PROBLEM DESCRIPTION:
Write out the stretch of lines below that begins at the line with "been handed out." and ends at the line with "pub fn inbox(&self)", including both, exactly as given and nothing more.

---- RECORDED DATA

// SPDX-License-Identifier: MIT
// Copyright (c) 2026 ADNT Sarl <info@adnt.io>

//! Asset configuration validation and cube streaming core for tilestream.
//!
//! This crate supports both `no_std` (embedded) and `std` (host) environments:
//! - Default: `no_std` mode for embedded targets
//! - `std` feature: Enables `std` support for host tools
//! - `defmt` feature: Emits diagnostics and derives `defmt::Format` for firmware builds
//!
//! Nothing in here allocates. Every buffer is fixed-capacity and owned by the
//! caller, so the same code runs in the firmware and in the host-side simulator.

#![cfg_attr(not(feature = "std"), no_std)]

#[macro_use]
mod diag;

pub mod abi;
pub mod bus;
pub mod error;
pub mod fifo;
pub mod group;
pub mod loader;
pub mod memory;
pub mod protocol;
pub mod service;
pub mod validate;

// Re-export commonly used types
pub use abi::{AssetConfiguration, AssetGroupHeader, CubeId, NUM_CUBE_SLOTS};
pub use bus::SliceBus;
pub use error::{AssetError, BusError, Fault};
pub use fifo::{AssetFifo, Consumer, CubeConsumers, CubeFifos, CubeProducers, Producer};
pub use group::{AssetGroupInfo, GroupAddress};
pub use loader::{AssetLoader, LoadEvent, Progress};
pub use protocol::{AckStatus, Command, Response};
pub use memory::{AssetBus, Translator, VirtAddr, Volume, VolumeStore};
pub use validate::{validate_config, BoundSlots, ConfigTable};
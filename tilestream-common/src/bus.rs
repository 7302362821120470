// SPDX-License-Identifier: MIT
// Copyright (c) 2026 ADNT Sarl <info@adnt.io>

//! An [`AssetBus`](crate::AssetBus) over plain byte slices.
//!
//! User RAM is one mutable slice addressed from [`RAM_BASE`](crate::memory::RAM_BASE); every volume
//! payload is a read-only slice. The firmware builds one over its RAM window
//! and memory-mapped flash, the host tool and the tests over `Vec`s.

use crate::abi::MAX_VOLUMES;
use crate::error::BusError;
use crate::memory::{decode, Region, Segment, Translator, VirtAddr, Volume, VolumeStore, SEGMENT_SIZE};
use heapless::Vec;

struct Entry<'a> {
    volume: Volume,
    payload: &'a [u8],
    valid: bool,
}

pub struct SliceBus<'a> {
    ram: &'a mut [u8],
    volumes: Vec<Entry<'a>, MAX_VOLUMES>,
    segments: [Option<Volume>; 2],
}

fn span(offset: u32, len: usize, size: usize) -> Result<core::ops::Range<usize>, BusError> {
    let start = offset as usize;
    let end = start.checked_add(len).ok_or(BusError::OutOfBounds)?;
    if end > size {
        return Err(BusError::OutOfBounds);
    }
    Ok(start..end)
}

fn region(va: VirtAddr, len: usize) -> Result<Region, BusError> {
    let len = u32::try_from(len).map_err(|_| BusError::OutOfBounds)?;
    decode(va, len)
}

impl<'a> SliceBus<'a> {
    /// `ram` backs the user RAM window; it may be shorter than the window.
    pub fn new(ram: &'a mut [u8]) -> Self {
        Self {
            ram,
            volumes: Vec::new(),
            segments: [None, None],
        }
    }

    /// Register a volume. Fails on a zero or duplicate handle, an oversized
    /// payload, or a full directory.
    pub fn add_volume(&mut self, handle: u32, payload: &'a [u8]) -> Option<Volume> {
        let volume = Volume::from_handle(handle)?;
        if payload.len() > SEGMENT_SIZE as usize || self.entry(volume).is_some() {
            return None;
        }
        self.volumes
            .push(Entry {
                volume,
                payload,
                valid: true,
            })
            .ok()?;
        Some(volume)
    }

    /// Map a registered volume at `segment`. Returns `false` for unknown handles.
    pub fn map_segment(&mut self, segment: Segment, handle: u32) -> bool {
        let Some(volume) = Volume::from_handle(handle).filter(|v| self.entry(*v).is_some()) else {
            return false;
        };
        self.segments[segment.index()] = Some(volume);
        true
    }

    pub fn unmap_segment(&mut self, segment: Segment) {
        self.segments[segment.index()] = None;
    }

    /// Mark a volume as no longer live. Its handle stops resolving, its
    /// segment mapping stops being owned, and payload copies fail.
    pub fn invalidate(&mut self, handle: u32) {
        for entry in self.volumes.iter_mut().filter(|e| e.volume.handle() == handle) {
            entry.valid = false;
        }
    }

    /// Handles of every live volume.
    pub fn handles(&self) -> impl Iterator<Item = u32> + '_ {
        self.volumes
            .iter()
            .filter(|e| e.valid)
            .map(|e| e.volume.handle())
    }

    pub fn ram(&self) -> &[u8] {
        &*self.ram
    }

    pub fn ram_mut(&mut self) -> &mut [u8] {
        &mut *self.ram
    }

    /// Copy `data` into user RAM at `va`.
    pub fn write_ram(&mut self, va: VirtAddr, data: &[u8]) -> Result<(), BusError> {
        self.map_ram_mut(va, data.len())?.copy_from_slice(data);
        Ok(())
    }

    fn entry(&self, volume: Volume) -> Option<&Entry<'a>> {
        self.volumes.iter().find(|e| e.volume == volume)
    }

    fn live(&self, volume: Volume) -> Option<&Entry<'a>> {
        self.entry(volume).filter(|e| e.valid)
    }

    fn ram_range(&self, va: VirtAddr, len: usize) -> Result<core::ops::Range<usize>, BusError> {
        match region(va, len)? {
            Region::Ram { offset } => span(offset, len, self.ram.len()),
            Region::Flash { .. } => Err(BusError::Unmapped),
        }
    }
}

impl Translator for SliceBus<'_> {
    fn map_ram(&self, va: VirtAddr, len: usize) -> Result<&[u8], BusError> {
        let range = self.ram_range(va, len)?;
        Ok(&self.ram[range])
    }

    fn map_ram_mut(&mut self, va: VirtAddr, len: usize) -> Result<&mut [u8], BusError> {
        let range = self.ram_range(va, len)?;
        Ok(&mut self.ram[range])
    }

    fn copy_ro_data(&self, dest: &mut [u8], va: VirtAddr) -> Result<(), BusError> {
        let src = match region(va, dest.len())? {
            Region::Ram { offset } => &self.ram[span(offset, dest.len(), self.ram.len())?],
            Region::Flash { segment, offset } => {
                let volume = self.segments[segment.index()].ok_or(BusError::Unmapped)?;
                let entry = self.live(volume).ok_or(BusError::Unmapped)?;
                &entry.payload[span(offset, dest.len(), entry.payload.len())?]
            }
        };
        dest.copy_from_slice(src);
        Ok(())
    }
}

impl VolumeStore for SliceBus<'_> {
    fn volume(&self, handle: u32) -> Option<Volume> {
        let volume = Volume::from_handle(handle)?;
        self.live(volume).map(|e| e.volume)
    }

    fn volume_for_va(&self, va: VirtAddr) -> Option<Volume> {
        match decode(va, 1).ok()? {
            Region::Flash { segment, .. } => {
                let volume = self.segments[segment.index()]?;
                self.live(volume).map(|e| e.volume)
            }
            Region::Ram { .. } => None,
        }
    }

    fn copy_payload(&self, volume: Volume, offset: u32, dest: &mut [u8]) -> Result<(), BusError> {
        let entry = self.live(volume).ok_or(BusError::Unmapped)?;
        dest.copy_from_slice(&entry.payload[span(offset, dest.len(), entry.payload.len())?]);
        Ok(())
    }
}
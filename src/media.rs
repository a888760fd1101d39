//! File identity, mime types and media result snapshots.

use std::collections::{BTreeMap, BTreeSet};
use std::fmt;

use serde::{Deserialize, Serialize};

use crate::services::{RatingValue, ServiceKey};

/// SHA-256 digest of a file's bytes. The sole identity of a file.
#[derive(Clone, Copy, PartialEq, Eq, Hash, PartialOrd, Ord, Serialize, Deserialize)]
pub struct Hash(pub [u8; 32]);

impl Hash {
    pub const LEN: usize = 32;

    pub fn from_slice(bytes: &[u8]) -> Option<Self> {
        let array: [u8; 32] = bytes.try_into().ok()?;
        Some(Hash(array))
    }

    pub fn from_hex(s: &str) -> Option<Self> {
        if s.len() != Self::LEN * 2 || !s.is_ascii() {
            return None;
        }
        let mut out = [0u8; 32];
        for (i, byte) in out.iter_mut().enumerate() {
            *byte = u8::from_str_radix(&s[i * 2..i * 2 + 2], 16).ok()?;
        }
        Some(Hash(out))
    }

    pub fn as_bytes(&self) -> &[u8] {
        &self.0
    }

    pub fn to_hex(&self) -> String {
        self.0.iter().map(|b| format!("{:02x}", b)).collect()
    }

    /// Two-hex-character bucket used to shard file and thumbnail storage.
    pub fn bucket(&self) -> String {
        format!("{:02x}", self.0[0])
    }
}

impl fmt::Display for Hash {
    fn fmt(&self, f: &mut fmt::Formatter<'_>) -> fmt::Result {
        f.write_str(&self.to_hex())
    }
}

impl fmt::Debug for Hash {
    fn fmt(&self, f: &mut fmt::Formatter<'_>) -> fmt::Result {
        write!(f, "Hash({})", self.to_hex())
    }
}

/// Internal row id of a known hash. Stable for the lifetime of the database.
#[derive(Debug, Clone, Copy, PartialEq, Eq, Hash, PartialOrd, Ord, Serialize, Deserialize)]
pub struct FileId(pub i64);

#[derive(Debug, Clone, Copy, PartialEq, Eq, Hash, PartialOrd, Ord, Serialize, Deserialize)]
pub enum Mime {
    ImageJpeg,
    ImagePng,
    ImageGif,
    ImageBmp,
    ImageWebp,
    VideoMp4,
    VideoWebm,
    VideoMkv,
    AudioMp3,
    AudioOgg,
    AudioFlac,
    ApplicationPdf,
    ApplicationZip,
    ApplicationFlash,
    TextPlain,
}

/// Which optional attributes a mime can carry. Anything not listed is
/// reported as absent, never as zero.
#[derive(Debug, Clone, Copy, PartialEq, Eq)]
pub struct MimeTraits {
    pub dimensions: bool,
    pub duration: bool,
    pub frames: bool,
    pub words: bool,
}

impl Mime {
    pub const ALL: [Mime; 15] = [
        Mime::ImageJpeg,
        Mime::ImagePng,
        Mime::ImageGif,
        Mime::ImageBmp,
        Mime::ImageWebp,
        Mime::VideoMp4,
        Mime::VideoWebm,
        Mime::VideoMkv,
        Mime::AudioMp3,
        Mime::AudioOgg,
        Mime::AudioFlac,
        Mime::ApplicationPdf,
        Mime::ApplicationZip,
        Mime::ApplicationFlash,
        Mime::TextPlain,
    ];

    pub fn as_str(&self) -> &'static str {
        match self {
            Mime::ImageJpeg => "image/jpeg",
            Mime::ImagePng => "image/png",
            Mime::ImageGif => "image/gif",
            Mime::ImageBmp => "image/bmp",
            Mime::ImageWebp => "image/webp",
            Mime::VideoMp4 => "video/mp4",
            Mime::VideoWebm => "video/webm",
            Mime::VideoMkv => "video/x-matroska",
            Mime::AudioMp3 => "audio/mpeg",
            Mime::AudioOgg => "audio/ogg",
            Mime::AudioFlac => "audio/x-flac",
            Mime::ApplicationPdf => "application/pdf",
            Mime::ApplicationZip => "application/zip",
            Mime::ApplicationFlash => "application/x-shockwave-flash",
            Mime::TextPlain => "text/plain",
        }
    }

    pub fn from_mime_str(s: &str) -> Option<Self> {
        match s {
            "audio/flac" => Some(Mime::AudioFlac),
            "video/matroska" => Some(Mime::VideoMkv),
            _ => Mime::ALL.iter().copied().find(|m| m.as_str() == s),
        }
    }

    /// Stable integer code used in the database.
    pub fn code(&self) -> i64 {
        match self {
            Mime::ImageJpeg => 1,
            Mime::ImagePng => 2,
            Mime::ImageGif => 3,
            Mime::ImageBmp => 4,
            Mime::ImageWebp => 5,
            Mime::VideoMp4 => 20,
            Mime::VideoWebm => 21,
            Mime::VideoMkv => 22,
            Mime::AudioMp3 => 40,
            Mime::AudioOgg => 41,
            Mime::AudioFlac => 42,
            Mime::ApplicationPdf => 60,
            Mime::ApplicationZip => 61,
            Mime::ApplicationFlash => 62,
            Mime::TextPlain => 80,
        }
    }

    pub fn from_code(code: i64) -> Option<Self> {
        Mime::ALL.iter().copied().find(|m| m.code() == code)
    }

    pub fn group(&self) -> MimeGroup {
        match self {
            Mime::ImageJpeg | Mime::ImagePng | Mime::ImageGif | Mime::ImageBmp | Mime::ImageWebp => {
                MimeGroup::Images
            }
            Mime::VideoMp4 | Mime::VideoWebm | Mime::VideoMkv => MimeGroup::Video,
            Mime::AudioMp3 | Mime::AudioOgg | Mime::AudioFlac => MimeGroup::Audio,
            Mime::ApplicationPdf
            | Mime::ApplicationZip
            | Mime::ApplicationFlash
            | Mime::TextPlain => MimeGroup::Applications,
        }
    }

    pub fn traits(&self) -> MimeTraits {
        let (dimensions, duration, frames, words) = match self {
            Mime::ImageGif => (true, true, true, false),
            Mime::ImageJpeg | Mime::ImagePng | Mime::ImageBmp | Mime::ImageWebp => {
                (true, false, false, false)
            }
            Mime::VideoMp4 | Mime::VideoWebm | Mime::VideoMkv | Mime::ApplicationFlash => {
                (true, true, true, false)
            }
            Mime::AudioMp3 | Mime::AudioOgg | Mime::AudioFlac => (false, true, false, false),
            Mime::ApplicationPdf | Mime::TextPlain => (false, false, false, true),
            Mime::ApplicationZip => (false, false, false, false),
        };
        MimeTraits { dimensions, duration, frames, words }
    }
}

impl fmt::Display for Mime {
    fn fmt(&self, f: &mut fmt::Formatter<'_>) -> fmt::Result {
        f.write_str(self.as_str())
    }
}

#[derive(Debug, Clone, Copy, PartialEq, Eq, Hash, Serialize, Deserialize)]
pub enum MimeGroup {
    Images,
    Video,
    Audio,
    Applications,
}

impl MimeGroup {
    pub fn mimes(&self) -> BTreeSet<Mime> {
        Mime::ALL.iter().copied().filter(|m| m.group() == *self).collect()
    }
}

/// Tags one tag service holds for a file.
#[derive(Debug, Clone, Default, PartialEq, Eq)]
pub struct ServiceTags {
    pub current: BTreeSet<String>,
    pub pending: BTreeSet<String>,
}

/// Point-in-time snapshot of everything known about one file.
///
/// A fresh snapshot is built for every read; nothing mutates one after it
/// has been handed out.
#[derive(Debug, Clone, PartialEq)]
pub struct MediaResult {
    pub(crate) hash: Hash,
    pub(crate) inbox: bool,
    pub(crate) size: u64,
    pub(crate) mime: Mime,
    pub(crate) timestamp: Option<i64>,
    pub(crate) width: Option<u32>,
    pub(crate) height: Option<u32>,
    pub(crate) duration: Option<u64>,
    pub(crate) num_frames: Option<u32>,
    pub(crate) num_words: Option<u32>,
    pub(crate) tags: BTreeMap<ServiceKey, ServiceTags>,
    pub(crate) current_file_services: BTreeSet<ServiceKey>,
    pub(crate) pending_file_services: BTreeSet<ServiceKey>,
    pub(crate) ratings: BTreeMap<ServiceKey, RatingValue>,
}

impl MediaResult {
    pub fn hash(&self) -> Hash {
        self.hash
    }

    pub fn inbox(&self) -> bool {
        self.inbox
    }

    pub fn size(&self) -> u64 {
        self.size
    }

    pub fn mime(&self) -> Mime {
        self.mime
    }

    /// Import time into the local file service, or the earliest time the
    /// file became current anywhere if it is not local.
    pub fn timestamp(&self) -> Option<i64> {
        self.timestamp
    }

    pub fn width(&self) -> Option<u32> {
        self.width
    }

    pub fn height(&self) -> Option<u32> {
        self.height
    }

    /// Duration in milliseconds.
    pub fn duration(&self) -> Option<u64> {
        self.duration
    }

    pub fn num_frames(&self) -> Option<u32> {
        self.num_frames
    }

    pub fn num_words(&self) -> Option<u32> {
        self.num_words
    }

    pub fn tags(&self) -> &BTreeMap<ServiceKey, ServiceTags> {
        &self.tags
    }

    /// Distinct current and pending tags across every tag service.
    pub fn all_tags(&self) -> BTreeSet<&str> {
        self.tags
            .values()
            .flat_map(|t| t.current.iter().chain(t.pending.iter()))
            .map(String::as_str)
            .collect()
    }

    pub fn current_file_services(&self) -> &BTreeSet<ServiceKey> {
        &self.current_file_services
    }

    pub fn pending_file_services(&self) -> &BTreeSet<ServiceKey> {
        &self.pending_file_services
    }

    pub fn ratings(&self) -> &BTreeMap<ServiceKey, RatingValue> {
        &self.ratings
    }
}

--------

EXPECTED OUTPUT:
/// has been handed out.
#[derive(Debug, Clone, PartialEq)]
pub struct MediaResult {
    pub(crate) hash: Hash,
    pub(crate) inbox: bool,
    pub(crate) size: u64,
    pub(crate) mime: Mime,
    pub(crate) timestamp: Option<i64>,
    pub(crate) width: Option<u32>,
    pub(crate) height: Option<u32>,
    pub(crate) duration: Option<u64>,
    pub(crate) num_frames: Option<u32>,
    pub(crate) num_words: Option<u32>,
    pub(crate) tags: BTreeMap<ServiceKey, ServiceTags>,
    pub(crate) current_file_services: BTreeSet<ServiceKey>,
    pub(crate) pending_file_services: BTreeSet<ServiceKey>,
    pub(crate) ratings: BTreeMap<ServiceKey, RatingValue>,
}

impl MediaResult {
    pub fn hash(&self) -> Hash {
        self.hash
    }

    pub fn inbox(&self) -> bool {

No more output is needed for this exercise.